This question is an excellent way to start philosophy. Which is to say, it will need a lot of philosophy to answer it.

Really you are asking, what meaning does a life have, after it's ended? And you can extend that, we know the cosmos will unravel its entropy, in the long Heat Death or Big Rip, leaving nothing behind as far as we know. So what will have been the point, in the long run?

"Tomorrow, and tomorrow, and tomorrow,

Creeps in this petty pace from day to day,

To the last syllable of recorded time;

And all our yesterdays have lighted fools

The way to dusty death.

Out, out, brief candle!

Life's but a walking shadow, a poor player,

That struts and frets his hour upon the stage,

And then is heard no more. It is a tale

Told by an idiot, full of sound and fury,

Signifying nothing."

-Shakespeare, MacBeth, Scene 5

It is an old problem.

And, I would describe it as a key engine of the need, rather than choice, for philosophy. We learn the history of thinkers, the names of schools and argumentative positions. But the real purpose is: answering this.

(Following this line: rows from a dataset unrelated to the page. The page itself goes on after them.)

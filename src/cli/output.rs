//! CLI output: error mapping from domain errors to stable CLI surface.

use crate::error::ApiError;

/// Map domain/service errors to a string for CLI output, prefixed with the
/// stable error tag so scripts can match on it.
pub fn map_error(e: &ApiError) -> String {
    format!("error[{}]: {}", e.tag(), e)
}
//! Draftline CLI Binary
//!
//! Command-line interface for the draftline generation queue.

use clap::Parser;
use draftline::cli::{Cli, RunContext};
use draftline::config::ConfigLoader;
use draftline::logging::{init_logging, LoggingConfig};
use std::process;
use tracing::{error, info};

fn main() {
    let cli = Cli::parse();

    // Build logging config from CLI args, env vars, and config file
    let logging_config = build_logging_config(&cli);

    if let Err(e) = init_logging(&logging_config) {
        eprintln!("Failed to initialize logging: {}", e);
        process::exit(1);
    }

    info!("draftline starting");

    let context = match RunContext::new(cli.workspace.clone(), cli.config.clone()) {
        Ok(ctx) => ctx,
        Err(e) => {
            error!("Error initializing workspace: {}", e);
            eprintln!("{}", draftline::cli::map_error(&e));
            process::exit(1);
        }
    };

    match context.execute(&cli.command) {
        Ok(output) => {
            print!("{}", output);
            if !output.ends_with('\n') {
                println!();
            }
        }
        Err(e) => {
            error!("Command failed: {}", e);
            eprintln!("{}", draftline::cli::map_error(&e));
            process::exit(1);
        }
    }
}

/// Build logging configuration from CLI args, environment, and config file.
/// Precedence: CLI flags override config file override defaults.
fn build_logging_config(cli: &Cli) -> LoggingConfig {
    let mut config = match cli.config {
        Some(ref config_path) => ConfigLoader::load_from_file(config_path)
            .map(|c| c.logging)
            .unwrap_or_default(),
        None => ConfigLoader::load(&cli.workspace)
            .map(|c| c.logging)
            .unwrap_or_default(),
    };

    if cli.quiet {
        config.enabled = false;
    }
    if cli.verbose {
        config.level = "debug".to_string();
    }
    if let Some(ref level) = cli.log_level {
        config.level = level.clone();
    }
    if let Some(ref format) = cli.log_format {
        config.format = format.clone();
    }
    if let Some(ref output) = cli.log_output {
        config.output = output.clone();
    }
    if let Some(ref file) = cli.log_file {
        config.file = file.clone();
        if cli.log_output.is_none() {
            config.output = "file".to_string();
        }
    }

    config
}
//! Recovery sweep for claims abandoned by a crashed or killed dispatch run.

use crate::demand::history::GenerationHistoryRecord;
use crate::demand::item::QueueItem;
use crate::error::ApiError;
use crate::store::{HistoryLog, QueueFilter, QueueStore, Transition};
use crate::types::QueueStatus;
use chrono::{DateTime, Duration, Utc};
use tracing::{error, info};

const STALE_CLAIM_ERROR: &str = "reclaimed: stale in-progress claim";

/// Move every `in_progress` item whose last attempt started before
/// `now - older_than` back to `pending`. Returns the reclaimed rows.
///
/// Each reclaim only applies if the row still carries the batch id seen
/// during the scan, so an item a live run finishes meanwhile is left alone.
pub fn reclaim_stale<S>(
    store: &S,
    older_than: Duration,
    now: DateTime<Utc>,
) -> Result<Vec<QueueItem>, ApiError>
where
    S: QueueStore + HistoryLog + ?Sized,
{
    let cutoff = now.checked_sub_signed(older_than).ok_or_else(|| {
        ApiError::InvalidRequest(format!(
            "stale age of {} minutes reaches past the earliest representable time",
            older_than.num_minutes()
        ))
    })?;
    let stale: Vec<QueueItem> = store
        .list(&QueueFilter::default().with_status(QueueStatus::InProgress))?
        .into_iter()
        .filter(|item| item.last_attempt_at.unwrap_or(item.updated_at) < cutoff)
        .collect();

    let mut reclaimed = Vec::new();
    for item in stale {
        let held_by = item.batch_id.clone();
        let outcome = store.transition(&item.id, &mut |row| row.reclaim(held_by.as_deref(), now))?;
        let Transition::Applied(row) = outcome else {
            continue;
        };
        let record = GenerationHistoryRecord::failure(
            &row,
            held_by.as_deref().unwrap_or(""),
            row.attempts,
            None,
            None,
            STALE_CLAIM_ERROR,
        );
        if let Err(e) = store.append(&record) {
            error!(queue_item_id = %row.id, error = %e, "Failed to record reclaimed attempt");
        }
        info!(
            queue_item_id = %row.id,
            batch_id = held_by.as_deref().unwrap_or(""),
            attempts = row.attempts,
            "Reclaimed stale in-progress item"
        );
        reclaimed.push(row);
    }
    Ok(reclaimed)
}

I argue here that the prominance of this problem is an artifact of our focus on individualism, and a shift towards recognising what we inherit and will pass on can be therapy: Is Death a Feature or a Bug? Stewardship, rather than ownership, of our world, as the proper view.

I argue here that the social apportioning of symbolic immortality is critical to how we structure societies and shape behaviour: What are some philosophical works that explore constructing meaning in life from an agnostic or atheist view?

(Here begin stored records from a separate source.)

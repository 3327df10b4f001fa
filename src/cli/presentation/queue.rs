//! Queue presentation: stats, item lists, item detail, history, rejection patterns.

use crate::cli::presentation::shared::{colored_status, format_section_heading, score_cell, truncate};
use crate::demand::{GenerationHistoryRecord, HistoryOutcome, QueueItem, QueueStats, RejectionPattern};
use crate::generator::GeneratedEntity;
use crate::quality::QualityAssessment;
use crate::types::QueueStatus;
use comfy_table::presets::{UTF8_BORDERS_ONLY, UTF8_FULL};
use comfy_table::Table;
use owo_colors::OwoColorize;

pub fn format_queue_stats_text(stats: &QueueStats, strategic_plan_id: Option<&str>) -> String {
    let title = match strategic_plan_id {
        Some(plan) => format!("Queue status: {}", plan),
        None => "Queue status".to_string(),
    };
    let mut out = format!("{}\n\n", format_section_heading(&title));
    let mut table = Table::new();
    table.load_preset(UTF8_BORDERS_ONLY);
    table.set_header(vec!["Status", "Items"]);
    for status in [
        QueueStatus::Pending,
        QueueStatus::InProgress,
        QueueStatus::Review,
        QueueStatus::Accepted,
        QueueStatus::Rejected,
    ] {
        table.add_row(vec![colored_status(status), stats.count(status).to_string()]);
    }
    table.add_row(vec!["total".to_string(), stats.total().to_string()]);
    out.push_str(&format!("{}\n", table));
    out
}

pub fn format_item_table(items: &[QueueItem], title: &str) -> String {
    let mut out = format!("{}\n\n", format_section_heading(title));
    if items.is_empty() {
        out.push_str("  No items.\n");
        return out;
    }
    let mut table = Table::new();
    table.load_preset(UTF8_BORDERS_ONLY);
    table.set_header(vec!["Item", "Type", "Status", "Score", "Attempts", "Title / Reason"]);
    for item in items {
        let note = if item.status == QueueStatus::Rejected {
            item.rejection_reason().to_string()
        } else {
            item.title().unwrap_or("-").to_string()
        };
        table.add_row(vec![
            item.id.clone(),
            item.entity_type.to_string(),
            colored_status(item.status),
            score_cell(item.quality_score),
            item.attempts.to_string(),
            truncate(&note, 48),
        ]);
    }
    out.push_str(&format!("{}\n", table));
    out
}

/// One-line confirmation after a review decision.
pub fn format_item_line(item: &QueueItem, action: &str) -> String {
    format!(
        "{} {} ({}) -> {}\n",
        action.bold(),
        item.id,
        item.entity_type,
        colored_status(item.status)
    )
}

pub fn format_item_detail_text(
    item: &QueueItem,
    draft: Option<&GeneratedEntity>,
    assessment: Option<&QualityAssessment>,
) -> String {
    let mut out = format!("{}\n\n", format_section_heading(&format!("Queue item {}", item.id)));
    out.push_str(&format!("  Plan:      {}\n", item.strategic_plan_id));
    out.push_str(&format!("  Type:      {}\n", item.entity_type));
    out.push_str(&format!("  Status:    {}\n", colored_status(item.status)));
    out.push_str(&format!("  Priority:  {}\n", item.priority_score));
    out.push_str(&format!("  Attempts:  {}\n", item.attempts));
    out.push_str(&format!("  Score:     {}\n", score_cell(item.quality_score)));
    if let Some(title) = item.title() {
        out.push_str(&format!("  Title:     {}\n", title));
    }
    let feedback = &item.quality_feedback;
    if let Some(reason) = &feedback.rejection_reason {
        out.push_str(&format!("  Rejected:  {}\n", reason.red()));
    }
    if let Some(notes) = feedback.improvement_notes.as_deref().filter(|n| !n.is_empty()) {
        out.push_str(&format!("  Notes:     {}\n", notes));
    }
    if let Some(error) = &feedback.error {
        out.push_str(&format!("  Last error: {}\n", error.red()));
    }

    if let Some(draft) = draft {
        out.push_str(&format!("\n{}\n\n", format_section_heading("Draft")));
        let mut table = Table::new();
        table.load_preset(UTF8_FULL);
        table.set_header(vec!["Field", "Value"]);
        for (key, value) in &draft.fields {
            let text = match value.as_str() {
                Some(s) => s.to_string(),
                None => value.to_string(),
            };
            table.add_row(vec![key.clone(), truncate(&text, 80)]);
        }
        out.push_str(&format!("{}\n", table));
    }

    if let Some(assessment) = assessment {
        out.push_str(&format!(
            "\n{}\n\n",
            format_section_heading(&format!("Assessment ({})", assessment.mode))
        ));
        out.push_str(&format!("  Overall:   {:.0}\n", assessment.overall_score));
        for strength in &assessment.strengths {
            out.push_str(&format!("  {} {}\n", "+".green(), strength));
        }
        for gap in &assessment.gaps {
            out.push_str(&format!("  {} {}\n", "-".red(), gap));
        }
    }
    out
}

pub fn format_history_text(records: &[GenerationHistoryRecord]) -> String {
    let mut out = format!("{}\n\n", format_section_heading("Generation history"));
    if records.is_empty() {
        out.push_str("  No attempts recorded.\n");
        return out;
    }
    let mut table = Table::new();
    table.load_preset(UTF8_BORDERS_ONLY);
    table.set_header(vec!["Attempt", "Batch", "Outcome", "Score", "Recorded", "Error"]);
    for record in records {
        let outcome = match record.outcome {
            HistoryOutcome::Accepted => "accepted".green().to_string(),
            HistoryOutcome::ManualEdit => "manual_edit".yellow().to_string(),
            HistoryOutcome::Error => "error".red().to_string(),
        };
        table.add_row(vec![
            record.attempt_number.to_string(),
            truncate(&record.batch_id, 12),
            outcome,
            score_cell(record.overall_score),
            record.recorded_at.format("%Y-%m-%d %H:%M:%S").to_string(),
            truncate(record.error.as_deref().unwrap_or(""), 48),
        ]);
    }
    out.push_str(&format!("{}\n", table));
    out
}

pub fn format_patterns_text(patterns: &[RejectionPattern]) -> String {
    let mut out = format!("{}\n\n", format_section_heading("Rejection patterns"));
    if patterns.is_empty() {
        out.push_str("  No rejected items.\n");
        return out;
    }
    let mut table = Table::new();
    table.load_preset(UTF8_BORDERS_ONLY);
    table.set_header(vec!["Reason", "Count", "Entity types", "Examples"]);
    for pattern in patterns {
        let types: Vec<String> = pattern.entity_types.iter().map(|t| t.to_string()).collect();
        table.add_row(vec![
            pattern.reason.clone(),
            pattern.count.to_string(),
            types.join(", "),
            truncate(&pattern.examples.join(", "), 60),
        ]);
    }
    out.push_str(&format!("{}\n", table));
    out
}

The brute wrestling with the meaningless and irrelevance of our lives in the wider scheme of the world are central topics for Existentialism and Absurdism. Essentially, we are forced to recognise that meaning involves subjectivity, we cannot find it out there, we must make it out of the strands of our own lives, and accept what we make may only matter to us, in our brief strut and fret on a stage where we are really the only audience.

Stoicism takes the view of focusing on what we can change and accepting what we cannot. Much like Buddhism. Death is inevitable, it is healthy to recognise that, to face it, to meditate on it. Yet, what we have come to define as meaning, has always coexisted with that.

So, what is meaning? What does it mean? I give my answer here: According to the major theories of concepts, where do meanings come from?

No one can answer this question for you. That is the nature of subjectivity. Philosophy can point you towards tools for a meaningful life. But, you must be the one to use them. Good luck.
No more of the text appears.